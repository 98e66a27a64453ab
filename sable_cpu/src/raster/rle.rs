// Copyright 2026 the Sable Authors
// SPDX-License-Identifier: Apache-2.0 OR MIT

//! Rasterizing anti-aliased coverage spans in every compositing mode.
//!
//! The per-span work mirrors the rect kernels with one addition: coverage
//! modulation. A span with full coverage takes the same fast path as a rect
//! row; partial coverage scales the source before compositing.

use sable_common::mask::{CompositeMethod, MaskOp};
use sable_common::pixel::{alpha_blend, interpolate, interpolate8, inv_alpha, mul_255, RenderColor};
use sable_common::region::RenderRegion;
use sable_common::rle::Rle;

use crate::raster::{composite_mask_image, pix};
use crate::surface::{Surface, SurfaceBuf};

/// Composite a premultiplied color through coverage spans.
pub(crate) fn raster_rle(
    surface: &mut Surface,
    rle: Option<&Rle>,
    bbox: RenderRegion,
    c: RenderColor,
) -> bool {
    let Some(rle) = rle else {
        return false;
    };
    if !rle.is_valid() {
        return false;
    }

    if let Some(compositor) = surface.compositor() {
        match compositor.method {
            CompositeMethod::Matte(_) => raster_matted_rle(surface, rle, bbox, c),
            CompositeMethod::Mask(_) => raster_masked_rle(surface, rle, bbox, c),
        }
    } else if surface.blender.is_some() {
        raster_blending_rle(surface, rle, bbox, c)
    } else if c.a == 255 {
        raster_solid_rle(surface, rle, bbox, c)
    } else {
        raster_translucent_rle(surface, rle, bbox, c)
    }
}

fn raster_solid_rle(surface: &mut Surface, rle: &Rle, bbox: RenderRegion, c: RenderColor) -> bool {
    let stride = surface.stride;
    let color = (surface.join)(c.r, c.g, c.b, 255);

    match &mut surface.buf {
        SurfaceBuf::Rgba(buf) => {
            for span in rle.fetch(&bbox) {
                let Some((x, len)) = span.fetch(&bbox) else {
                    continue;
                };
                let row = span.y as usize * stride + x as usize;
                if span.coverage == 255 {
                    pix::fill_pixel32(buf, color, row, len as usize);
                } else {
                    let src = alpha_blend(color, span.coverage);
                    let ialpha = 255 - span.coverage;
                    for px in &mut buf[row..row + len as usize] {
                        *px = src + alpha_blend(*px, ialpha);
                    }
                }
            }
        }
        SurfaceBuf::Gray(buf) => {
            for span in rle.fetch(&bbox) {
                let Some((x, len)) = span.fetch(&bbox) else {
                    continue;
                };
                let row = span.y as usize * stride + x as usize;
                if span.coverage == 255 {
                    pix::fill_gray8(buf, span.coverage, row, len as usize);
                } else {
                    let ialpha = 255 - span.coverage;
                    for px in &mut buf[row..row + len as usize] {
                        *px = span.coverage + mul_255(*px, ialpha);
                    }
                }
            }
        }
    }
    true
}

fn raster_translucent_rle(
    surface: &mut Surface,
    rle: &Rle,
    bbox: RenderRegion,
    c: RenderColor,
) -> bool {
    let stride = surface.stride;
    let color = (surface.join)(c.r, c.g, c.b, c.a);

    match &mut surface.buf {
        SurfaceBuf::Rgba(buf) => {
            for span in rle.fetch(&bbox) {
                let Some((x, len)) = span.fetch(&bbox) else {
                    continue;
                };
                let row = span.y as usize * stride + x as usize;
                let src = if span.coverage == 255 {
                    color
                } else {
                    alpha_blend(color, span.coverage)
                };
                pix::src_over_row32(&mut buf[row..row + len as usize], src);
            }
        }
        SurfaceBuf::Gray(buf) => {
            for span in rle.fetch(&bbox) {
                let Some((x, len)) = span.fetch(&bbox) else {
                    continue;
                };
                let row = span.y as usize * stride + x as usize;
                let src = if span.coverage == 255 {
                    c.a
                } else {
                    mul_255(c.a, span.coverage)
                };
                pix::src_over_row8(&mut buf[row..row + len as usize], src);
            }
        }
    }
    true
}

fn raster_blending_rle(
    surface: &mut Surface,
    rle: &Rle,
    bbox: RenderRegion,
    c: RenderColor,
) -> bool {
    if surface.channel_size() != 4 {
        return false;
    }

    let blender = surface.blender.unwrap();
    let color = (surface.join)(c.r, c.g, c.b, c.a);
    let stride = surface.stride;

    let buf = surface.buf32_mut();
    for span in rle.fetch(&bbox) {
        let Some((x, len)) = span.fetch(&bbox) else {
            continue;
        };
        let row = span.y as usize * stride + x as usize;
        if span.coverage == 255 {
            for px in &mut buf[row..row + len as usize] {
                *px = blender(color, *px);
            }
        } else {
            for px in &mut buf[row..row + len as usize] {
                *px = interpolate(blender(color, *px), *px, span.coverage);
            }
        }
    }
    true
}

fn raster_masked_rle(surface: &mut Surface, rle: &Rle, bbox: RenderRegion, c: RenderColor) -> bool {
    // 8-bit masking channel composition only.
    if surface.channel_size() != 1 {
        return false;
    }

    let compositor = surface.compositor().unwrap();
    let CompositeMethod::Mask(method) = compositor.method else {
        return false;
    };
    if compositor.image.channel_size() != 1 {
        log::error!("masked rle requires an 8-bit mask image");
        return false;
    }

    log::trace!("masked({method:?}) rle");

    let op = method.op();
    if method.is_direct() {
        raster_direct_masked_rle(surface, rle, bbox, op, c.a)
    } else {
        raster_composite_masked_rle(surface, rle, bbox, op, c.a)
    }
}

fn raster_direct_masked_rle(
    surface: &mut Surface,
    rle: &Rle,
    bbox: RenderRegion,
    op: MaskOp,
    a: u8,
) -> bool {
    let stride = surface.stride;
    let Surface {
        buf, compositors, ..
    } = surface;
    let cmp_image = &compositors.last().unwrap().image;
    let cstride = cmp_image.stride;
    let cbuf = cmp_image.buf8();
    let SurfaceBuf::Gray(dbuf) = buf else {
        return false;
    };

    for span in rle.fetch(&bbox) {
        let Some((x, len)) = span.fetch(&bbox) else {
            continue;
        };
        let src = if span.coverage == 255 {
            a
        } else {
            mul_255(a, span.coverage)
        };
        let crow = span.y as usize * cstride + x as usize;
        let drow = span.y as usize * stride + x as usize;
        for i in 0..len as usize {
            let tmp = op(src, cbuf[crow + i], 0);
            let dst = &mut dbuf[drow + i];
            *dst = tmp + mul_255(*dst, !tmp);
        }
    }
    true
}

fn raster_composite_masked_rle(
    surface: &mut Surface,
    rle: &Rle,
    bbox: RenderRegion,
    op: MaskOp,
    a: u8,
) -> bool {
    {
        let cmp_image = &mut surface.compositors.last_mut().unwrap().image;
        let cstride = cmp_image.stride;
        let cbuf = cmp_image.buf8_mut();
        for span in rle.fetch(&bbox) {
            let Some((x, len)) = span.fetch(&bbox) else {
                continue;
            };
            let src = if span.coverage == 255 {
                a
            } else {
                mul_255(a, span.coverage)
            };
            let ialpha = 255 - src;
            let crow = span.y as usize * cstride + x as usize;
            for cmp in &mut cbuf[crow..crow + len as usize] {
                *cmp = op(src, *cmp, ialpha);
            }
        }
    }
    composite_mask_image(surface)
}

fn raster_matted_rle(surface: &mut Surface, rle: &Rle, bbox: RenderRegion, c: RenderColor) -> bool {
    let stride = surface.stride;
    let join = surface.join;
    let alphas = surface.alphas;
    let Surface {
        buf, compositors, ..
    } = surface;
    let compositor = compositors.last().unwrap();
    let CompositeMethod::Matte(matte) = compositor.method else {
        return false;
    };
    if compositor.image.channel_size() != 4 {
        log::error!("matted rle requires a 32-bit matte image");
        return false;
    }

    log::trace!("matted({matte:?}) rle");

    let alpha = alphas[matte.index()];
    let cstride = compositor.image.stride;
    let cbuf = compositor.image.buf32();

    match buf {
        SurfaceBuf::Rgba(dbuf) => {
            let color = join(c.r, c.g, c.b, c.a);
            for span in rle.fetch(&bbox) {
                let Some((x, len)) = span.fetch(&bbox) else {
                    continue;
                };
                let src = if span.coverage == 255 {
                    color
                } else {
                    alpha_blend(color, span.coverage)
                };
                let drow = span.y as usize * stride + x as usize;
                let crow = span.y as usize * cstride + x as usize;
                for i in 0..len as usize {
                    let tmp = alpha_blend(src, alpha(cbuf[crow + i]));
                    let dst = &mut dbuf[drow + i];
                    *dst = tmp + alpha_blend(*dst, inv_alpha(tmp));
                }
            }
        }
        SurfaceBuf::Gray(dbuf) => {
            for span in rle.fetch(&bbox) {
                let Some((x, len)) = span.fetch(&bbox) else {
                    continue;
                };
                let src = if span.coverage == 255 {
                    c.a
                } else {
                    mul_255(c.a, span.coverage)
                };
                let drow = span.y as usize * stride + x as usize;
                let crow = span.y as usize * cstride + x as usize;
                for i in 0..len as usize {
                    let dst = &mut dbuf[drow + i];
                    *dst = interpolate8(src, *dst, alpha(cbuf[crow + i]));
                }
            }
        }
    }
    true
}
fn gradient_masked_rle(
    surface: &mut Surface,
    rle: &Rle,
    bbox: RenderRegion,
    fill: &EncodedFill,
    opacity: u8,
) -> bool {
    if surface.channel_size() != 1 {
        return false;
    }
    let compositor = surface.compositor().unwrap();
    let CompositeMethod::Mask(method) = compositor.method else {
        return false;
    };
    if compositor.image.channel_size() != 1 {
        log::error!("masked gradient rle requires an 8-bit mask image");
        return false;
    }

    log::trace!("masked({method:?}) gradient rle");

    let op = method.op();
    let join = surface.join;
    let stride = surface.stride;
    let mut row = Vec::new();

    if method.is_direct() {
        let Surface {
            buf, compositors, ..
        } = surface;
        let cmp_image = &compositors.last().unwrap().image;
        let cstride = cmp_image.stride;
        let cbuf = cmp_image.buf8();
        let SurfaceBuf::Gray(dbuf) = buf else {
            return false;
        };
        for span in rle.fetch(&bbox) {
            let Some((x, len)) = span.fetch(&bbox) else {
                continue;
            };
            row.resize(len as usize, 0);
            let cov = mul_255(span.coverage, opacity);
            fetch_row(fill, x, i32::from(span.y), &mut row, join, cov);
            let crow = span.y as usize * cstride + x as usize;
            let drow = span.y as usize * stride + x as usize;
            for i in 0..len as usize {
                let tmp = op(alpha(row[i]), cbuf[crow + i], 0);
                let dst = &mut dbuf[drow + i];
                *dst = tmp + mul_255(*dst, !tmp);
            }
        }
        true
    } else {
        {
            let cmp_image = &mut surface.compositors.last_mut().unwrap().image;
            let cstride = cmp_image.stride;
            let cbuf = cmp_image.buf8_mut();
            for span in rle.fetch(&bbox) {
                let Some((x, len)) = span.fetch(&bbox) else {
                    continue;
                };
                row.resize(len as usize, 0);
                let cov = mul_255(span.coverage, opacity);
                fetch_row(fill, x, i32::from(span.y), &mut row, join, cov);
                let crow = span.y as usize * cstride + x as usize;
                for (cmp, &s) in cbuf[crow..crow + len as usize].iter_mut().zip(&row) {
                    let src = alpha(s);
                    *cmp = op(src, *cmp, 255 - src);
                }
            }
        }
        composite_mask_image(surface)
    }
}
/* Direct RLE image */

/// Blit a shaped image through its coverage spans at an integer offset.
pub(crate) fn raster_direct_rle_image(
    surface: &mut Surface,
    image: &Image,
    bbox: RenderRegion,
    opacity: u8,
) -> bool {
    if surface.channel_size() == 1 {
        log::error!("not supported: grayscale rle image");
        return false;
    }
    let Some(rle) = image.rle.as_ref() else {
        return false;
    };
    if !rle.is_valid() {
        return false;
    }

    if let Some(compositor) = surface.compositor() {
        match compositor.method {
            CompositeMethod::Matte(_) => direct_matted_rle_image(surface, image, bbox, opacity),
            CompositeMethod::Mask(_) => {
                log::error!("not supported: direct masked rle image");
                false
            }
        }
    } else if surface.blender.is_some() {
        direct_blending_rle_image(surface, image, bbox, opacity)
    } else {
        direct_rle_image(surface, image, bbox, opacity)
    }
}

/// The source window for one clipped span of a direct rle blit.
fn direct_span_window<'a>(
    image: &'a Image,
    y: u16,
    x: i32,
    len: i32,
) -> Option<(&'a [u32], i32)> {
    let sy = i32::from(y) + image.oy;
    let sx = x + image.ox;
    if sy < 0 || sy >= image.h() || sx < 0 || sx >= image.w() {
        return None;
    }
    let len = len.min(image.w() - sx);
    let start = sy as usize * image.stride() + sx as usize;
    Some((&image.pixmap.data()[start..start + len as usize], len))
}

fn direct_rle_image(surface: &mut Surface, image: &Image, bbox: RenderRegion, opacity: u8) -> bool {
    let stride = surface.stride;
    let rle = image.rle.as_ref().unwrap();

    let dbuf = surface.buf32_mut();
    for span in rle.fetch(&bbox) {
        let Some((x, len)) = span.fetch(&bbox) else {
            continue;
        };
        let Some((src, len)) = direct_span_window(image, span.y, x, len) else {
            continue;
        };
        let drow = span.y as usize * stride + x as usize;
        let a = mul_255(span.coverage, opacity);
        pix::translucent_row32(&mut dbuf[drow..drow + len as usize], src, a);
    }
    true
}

# Brief:
Please transcribe the data above without changes, from its first line to its "one addition: coverage" line, and leave out anything past that.

# Response to this exercise:
repository 98e66a27a64453ab
filename sable_cpu/src/raster/rle.rs
// Copyright 2026 the Sable Authors
// SPDX-License-Identifier: Apache-2.0 OR MIT

//! Rasterizing anti-aliased coverage spans in every compositing mode.
//!
//! The per-span work mirrors the rect kernels with one addition: coverage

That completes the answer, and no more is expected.